Facilitated by the SciLifeLab NGI, researchers from Portugal, Sweden, Germany and Mozambique discovered the first genetic evidence of a rapid north-south dispersal of Bantu people along the Indian Ocean Coast, which was earlier suggested based on the geographic location of previous archaeological findings.
The Bantu expansion started in west central Africa around 5,000 years ago and constitutes of a large migratory movement spreading people and languages over the sub-Saharan region. Despite linguistic and archeological evidence the genetic relationship between the Bantu populations remains poorly understood.
In a recent study, enabled by the SciLifeLab NGI, researchers investigated different Bantu speaking populations located at the edge of the Bantu expansion. This was done by generating genome wide data from 200 individuals from 12 Mozambican and 3 Angolan populations.
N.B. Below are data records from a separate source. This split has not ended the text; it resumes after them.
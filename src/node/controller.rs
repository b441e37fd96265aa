//! Partition Coordination
//!
//! Owns the life cycle of the partition tables on this node.
//!
//! ## Responsibilities
//! - **Allocation** (Controller): plan slots and replicas, persist the full tables, send them
//!   to the other candidates and each node's slice to that node.
//! - **Maintenance** (every node): apply tables, slices, promotions and replica assignments
//!   received from the Controller, persisting what this node must keep.
//! - **Fail-over** (Controller): when a node is lost, promote its replica holder and
//!   re-home replicas, then push the changes out.

use std::collections::BTreeSet;
use std::sync::Arc;
use tracing::info;

use super::state::ClusterState;
use crate::membership::dispatcher::MessageDispatcher;
use crate::membership::service::MembershipService;
use crate::membership::types::NodeId;
use crate::node::status::StatusHandle;
use crate::partition::planner;
use crate::partition::table::{PartitionTable, format_ranges};
use crate::partition::types::{
    FailoverChanges, PartitionPlan, ReplicaAllocation, ReplicaNodeIds, SlotAllocation, SlotRange,
};
use crate::persist::{self, PersistenceError, TableStore};
use crate::protocol::frame::PeerMessage;

pub struct PartitionCoordinator {
    state: Arc<ClusterState>,
    membership: Arc<MembershipService>,
    table: Arc<PartitionTable>,
    store: TableStore,
}

impl PartitionCoordinator {
    pub fn new(
        state: Arc<ClusterState>,
        membership: Arc<MembershipService>,
        table: Arc<PartitionTable>,
        store: TableStore,
    ) -> Arc<Self> {
        Arc::new(Self {
            state,
            membership,
            table,
            store,
        })
    }

    fn self_id(&self) -> NodeId {
        self.state.node_id()
    }

    /// This node and every linked controller candidate.
    fn candidate_ids(&self) -> BTreeSet<NodeId> {
        let mut ids: BTreeSet<NodeId> = self.membership.connected_candidates().into_iter().collect();
        ids.insert(self.self_id());
        ids
    }

    /// Controller start-up path: plan, persist, install and distribute.
    pub async fn allocate_and_distribute(&self) -> anyhow::Result<PartitionPlan> {
        let self_id = self.self_id();
        let others = self.membership.peer_ids();
        let candidates = self.candidate_ids();

        let plan = {
            let mut rng = rand::thread_rng();
            planner::plan(self_id, &others, &candidates, &mut rng)?
        };

        info!(
            "Allocated {} slot range(s) across {} node(s)",
            plan.slot_allocation.values().map(Vec::len).sum::<usize>(),
            plan.slot_allocation.len()
        );
        for (node_id, ranges) in &plan.slot_allocation {
            info!(
                "  - node {} primary {} replica-holder {}",
                node_id,
                format_ranges(ranges),
                plan.replica_of(*node_id)
                    .map_or_else(|| "none".to_string(), |id| id.to_string())
            );
        }

        self.persist_plan(&plan).await?;
        self.state.set_plan(plan.clone());
        self.sync_tables_to_candidates(&plan);

        self.table.init_from_ranges(&plan.node_slots(self_id));
        self.table
            .init_replicas_from_ranges(&plan.node_replica_slots(self_id));
        self.table.set_replica_node_id(plan.replica_of(self_id));

        for peer in self.membership.peers() {
            self.send_slice(&plan, peer.node_id);
        }

        let ordinary: Vec<NodeId> = self
            .membership
            .peers()
            .into_iter()
            .filter(|peer| !peer.is_controller_candidate)
            .map(|peer| peer.node_id)
            .collect();
        self.membership
            .broadcast(ordinary, &PeerMessage::ControllerNodeId(self_id));

        Ok(plan)
    }

    fn send_slice(&self, plan: &PartitionPlan, node_id: NodeId) {
        let mut messages = vec![
            PeerMessage::NodeSlots(plan.node_slots(node_id)),
            PeerMessage::NodeSlotsReplicas(plan.node_replica_slots(node_id)),
        ];
        if let Some(replica) = plan.replica_of(node_id) {
            messages.push(PeerMessage::ReplicaNodeId(replica));
        }

        for message in messages {
            if let Err(e) = self.membership.send(node_id, &message) {
                tracing::warn!(
                    "Failed to send {:?} to node {}: {}",
                    message.message_type(),
                    node_id,
                    e
                );
            }
        }
    }

    /// Persists all three tables. Failure marks the node `Fatal`.
    pub async fn persist_plan(&self, plan: &PartitionPlan) -> Result<(), PersistenceError> {
        let result = async {
            self.store
                .persist(persist::SLOTS_ALLOCATION, &plan.slot_allocation)
                .await?;
            self.store
                .persist(persist::SLOTS_REPLICA_ALLOCATION, &plan.replica_allocation)
                .await?;
            self.store
                .persist(persist::REPLICA_NODE_IDS, &plan.replica_node_ids)
                .await
        }
        .await;

        self.fatal_on_error(result)
    }

    /// Persists this node's own primary and replica ranges.
    pub async fn persist_local_slices(&self) -> Result<(), PersistenceError> {
        let result = async {
            self.store
                .persist(persist::NODE_SLOTS, &self.table.primary_ranges())
                .await?;
            self.store
                .persist(persist::NODE_SLOTS_REPLICAS, &self.table.replica_ranges())
                .await
        }
        .await;

        self.fatal_on_error(result)
    }

    fn fatal_on_error(&self, result: Result<(), PersistenceError>) -> Result<(), PersistenceError> {
        if let Err(e) = &result {
            self.state
                .status
                .fatal(&format!("failed to persist partition tables: {}", e));
        }
        result
    }

    pub fn sync_tables_to_candidates(&self, plan: &PartitionPlan) {
        let candidates = self.membership.connected_candidates();
        if candidates.is_empty() {
            return;
        }

        self.membership.broadcast(
            candidates.iter().copied(),
            &PeerMessage::SlotsAllocation(plan.slot_allocation.clone()),
        );
        self.membership.broadcast(
            candidates.iter().copied(),
            &PeerMessage::SlotsReplicaAllocation(plan.replica_allocation.clone()),
        );
        self.membership.broadcast(
            candidates.iter().copied(),
            &PeerMessage::ReplicaNodeIds(plan.replica_node_ids.clone()),
        );
    }

    /// Removes `lost` from the plan and pushes the resulting changes. Controller only.
    pub async fn fail_over(&self, lost: NodeId) -> Option<FailoverChanges> {
        let self_id = self.self_id();
        let Some(mut plan) = self.state.plan() else {
            tracing::warn!("No partition plan available to fail over node {}", lost);
            return None;
        };

        if lost == self_id || !plan.slot_allocation.contains_key(&lost) {
            tracing::debug!("Node {} holds no slots, nothing to fail over", lost);
            return None;
        }

        let candidates = self.candidate_ids();
        let changes = {
            let mut rng = rand::thread_rng();
            plan.fail_over(lost, self_id, &candidates, &mut rng)
        };

        if self.persist_plan(&plan).await.is_err() {
            return None;
        }
        self.state.set_plan(plan.clone());

        self.apply_changes(&changes).await;
        self.sync_tables_to_candidates(&plan);

        Some(changes)
    }

    async fn apply_changes(&self, changes: &FailoverChanges) {
        let self_id = self.self_id();
        let mut local_changed = false;

        if let Some((target, ranges)) = &changes.promoted {
            info!(
                "Node {} takes over {} from node {}{}",
                target,
                format_ranges(ranges),
                changes.lost.map_or_else(String::new, |id| id.to_string()),
                if changes.promoted_from_replica {
                    ""
                } else {
                    " (no replica, starting empty)"
                }
            );

            if *target == self_id {
                self.table.promote(ranges);
                local_changed = true;
            } else if let Err(e) = self
                .membership
                .send(*target, &PeerMessage::PromoteReplicas(ranges.clone()))
            {
                tracing::error!("Failed to send promotion to node {}: {}", target, e);
            }
        }

        for (holder, ranges) in &changes.new_replicas {
            info!("Node {} now holds replicas {}", holder, format_ranges(ranges));
            if *holder == self_id {
                self.table.add_replica_ranges(ranges);
                local_changed = true;
            } else if let Err(e) = self
                .membership
                .send(*holder, &PeerMessage::AssignReplicas(ranges.clone()))
            {
                tracing::error!("Failed to assign replicas to node {}: {}", holder, e);
            }
        }

        for (primary, holder) in &changes.replica_node_id_changes {
            if *primary == self_id {
                self.table.set_replica_node_id(Some(*holder));
            } else if let Err(e) = self
                .membership
                .send(*primary, &PeerMessage::ReplicaNodeId(*holder))
            {
                tracing::error!("Failed to update replica holder of node {}: {}", primary, e);
            }
        }

        for primary in &changes.unreplicated {
            tracing::warn!("Node {} is left without a replica holder", primary);
            if *primary == self_id {
                self.table.set_replica_node_id(None);
            }
        }

        if local_changed {
            let _ = self.persist_local_slices().await;
        }
    }

    /// Called on a newly elected Controller: announce itself and fail over every
    /// planned node that is no longer linked, the previous Controller included.
    pub async fn take_over(&self, previous: NodeId) {
        let self_id = self.self_id();
        info!("Taking over as controller from node {}", previous);

        self.membership.broadcast(
            self.membership.peer_ids(),
            &PeerMessage::ControllerNodeId(self_id),
        );

        let Some(plan) = self.state.plan() else {
            tracing::error!("No partition tables were received before take-over");
            return;
        };

        let lost: Vec<NodeId> = plan
            .nodes()
            .into_iter()
            .filter(|node_id| *node_id != self_id && !self.membership.is_connected(*node_id))
            .collect();

        for node_id in lost {
            self.fail_over(node_id).await;
        }
    }

    /// Spawns the consumer of table updates sent by the Controller.
    pub fn start_maintenance(
        self: &Arc<Self>,
        dispatcher: Arc<MessageDispatcher>,
        status: StatusHandle,
    ) -> tokio::task::JoinHandle<()> {
        let coordinator = self.clone();

        tokio::spawn(async move {
            let d = dispatcher;
            loop {
                tokio::select! {
                    biased;
                    _ = status.terminated() => break,
                    Some(ranges) = d.node_slots.take() => coordinator.apply_node_slots(ranges).await,
                    Some(ranges) = d.node_slots_replicas.take() => {
                        coordinator.apply_node_slots_replicas(ranges).await
                    }
                    Some(ranges) = d.promote_replicas.take() => coordinator.apply_promotion(ranges).await,
                    Some(ranges) = d.assign_replicas.take() => {
                        coordinator.apply_replica_assignment(ranges).await
                    }
                    Some(node_id) = d.replica_node_id.take() => {
                        coordinator.table.set_replica_node_id(Some(node_id));
                        info!("Replica holder for local ranges is node {}", node_id);
                    }
                    Some(node_id) = d.controller_node_id.take() => {
                        coordinator.state.set_controller(node_id);
                    }
                    Some(table) = d.slots_allocation.take() => {
                        coordinator.apply_slots_allocation(table).await
                    }
                    Some(table) = d.slots_replica_allocation.take() => {
                        coordinator.apply_replica_allocation(table).await
                    }
                    Some(table) = d.replica_node_ids.take() => {
                        coordinator.apply_replica_node_ids(table).await
                    }
                }
            }
            tracing::debug!("Partition maintenance stopped");
        })
    }

    async fn apply_node_slots(&self, ranges: Vec<SlotRange>) {
        self.table.init_from_ranges(&ranges);
        let _ = self
            .fatal_on_error(self.store.persist(persist::NODE_SLOTS, &ranges).await);
    }

    async fn apply_node_slots_replicas(&self, ranges: Vec<SlotRange>) {
        self.table.init_replicas_from_ranges(&ranges);
        let _ = self.fatal_on_error(
            self.store
                .persist(persist::NODE_SLOTS_REPLICAS, &ranges)
                .await,
        );
    }

    async fn apply_promotion(&self, ranges: Vec<SlotRange>) {
        let promoted = self.table.promote(&ranges);
        info!(
            "Promoted {} of {} range(s) from replica to primary: {}",
            promoted.len(),
            ranges.len(),
            format_ranges(&ranges)
        );
        let _ = self.persist_local_slices().await;
    }

    async fn apply_replica_assignment(&self, ranges: Vec<SlotRange>) {
        self.table.add_replica_ranges(&ranges);
        info!("Now holding replicas {}", format_ranges(&ranges));
        let _ = self.persist_local_slices().await;
    }

    async fn apply_slots_allocation(&self, table: SlotAllocation) {
        self.state
            .update_plan(|plan| plan.slot_allocation = table.clone());
        let _ = self.fatal_on_error(
            self.store
                .persist(persist::SLOTS_ALLOCATION, &table)
                .await,
        );
    }

    async fn apply_replica_allocation(&self, table: ReplicaAllocation) {
        self.state
            .update_plan(|plan| plan.replica_allocation = table.clone());
        let _ = self.fatal_on_error(
            self.store
                .persist(persist::SLOTS_REPLICA_ALLOCATION, &table)
                .await,
        );
    }

    async fn apply_replica_node_ids(&self, table: ReplicaNodeIds) {
        self.state
            .update_plan(|plan| plan.replica_node_ids = table.clone());
        let _ = self.fatal_on_error(
            self.store
                .persist(persist::REPLICA_NODE_IDS, &table)
                .await,
        );
    }
}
Together with existing data the results confirmed a “late split” between West and East Bantu speakers, following a joint passage through the rainforest. The Bantu speakers from eastern Africa also display genetic similarities to the Mozambican population forming a gradient of relatedness from the coastal border between Kenya and Tanzania to South Africa.
The study, published in Molecular Biology and Evolution, provides the first genetic evidence that a rapid dispersal of the Bantu people took place along the Indian Ocean Coast.